● **Exercise instructions**
Only lines with the string "from" are wanted. Pull them out of the data.

● **Stored data**
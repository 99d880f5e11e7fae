// ── Server record domain type ──

use chrono::{DateTime, Utc};
use serde::{Deserialize, Serialize};

/// How a server is provisioned.
///
/// Backend values outside the known set parse to [`Unknown`](Self::Unknown)
/// rather than failing the whole fetch.
#[derive(Debug, Clone, Copy, PartialEq, Eq, Serialize, Deserialize)]
#[serde(rename_all = "lowercase")]
pub enum ServerType {
    Physical,
    Virtual,
    Cloud,
    #[serde(other)]
    Unknown,
}

impl ServerType {
    /// Lenient parse from the backend's string column.
    pub fn parse(raw: &str) -> Self {
        match raw {
            "physical" => Self::Physical,
            "virtual" => Self::Virtual,
            "cloud" => Self::Cloud,
            _ => Self::Unknown,
        }
    }

    /// Fixed display label.
    pub fn label(self) -> &'static str {
        match self {
            Self::Physical => "physical",
            Self::Virtual => "virtual",
            Self::Cloud => "cloud",
            Self::Unknown => "unknown",
        }
    }
}

/// Deployment environment of a server.
#[derive(Debug, Clone, Copy, PartialEq, Eq, Serialize, Deserialize)]
#[serde(rename_all = "lowercase")]
pub enum Environment {
    Production,
    Staging,
    Development,
    Testing,
    #[serde(other)]
    Unknown,
}

impl Environment {
    pub fn parse(raw: &str) -> Self {
        match raw {
            "production" => Self::Production,
            "staging" => Self::Staging,
            "development" => Self::Development,
            "testing" => Self::Testing,
            _ => Self::Unknown,
        }
    }

    pub fn label(self) -> &'static str {
        match self {
            Self::Production => "production",
            Self::Staging => "staging",
            Self::Development => "development",
            Self::Testing => "testing",
            Self::Unknown => "unknown",
        }
    }
}

/// One inventoried machine, as last fetched from the backend.
///
/// Immutable from the controller's perspective: mutations go through
/// create/delete followed by a full re-fetch, never in-place edits.
#[derive(Debug, Clone, Serialize, Deserialize)]
pub struct ServerRecord {
    /// Backend-assigned unique id. The only identity the record carries.
    pub id: i64,
    pub hostname: String,
    pub os_type: String,
    pub os_version: String,
    pub server_type: ServerType,
    pub private_ip: String,
    pub public_ip: Option<String>,
    pub primary_owner: String,
    pub secondary_owner: Option<String>,
    pub datacenter: String,
    pub environment: Environment,
    /// Backend bookkeeping; shown in detail views only.
    pub created_at: Option<DateTime<Utc>>,
    pub created_by: Option<String>,
}

#[cfg(test)]
mod tests {
    use super::*;

    #[test]
    fn server_type_parses_known_values() {
        assert_eq!(ServerType::parse("physical"), ServerType::Physical);
        assert_eq!(ServerType::parse("virtual"), ServerType::Virtual);
        assert_eq!(ServerType::parse("cloud"), ServerType::Cloud);
    }

    #[test]
    fn server_type_falls_back_to_unknown() {
        assert_eq!(ServerType::parse("mainframe"), ServerType::Unknown);
        assert_eq!(ServerType::parse(""), ServerType::Unknown);
        assert_eq!(ServerType::Unknown.label(), "unknown");
    }

    #[test]
    fn environment_falls_back_to_unknown() {
        assert_eq!(Environment::parse("production"), Environment::Production);
        assert_eq!(Environment::parse("qa"), Environment::Unknown);
    }
}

● **Response to this exercise**
    /// Lenient parse from the backend's string column.
/// One inventoried machine, as last fetched from the backend.
/// Immutable from the controller's perspective: mutations go through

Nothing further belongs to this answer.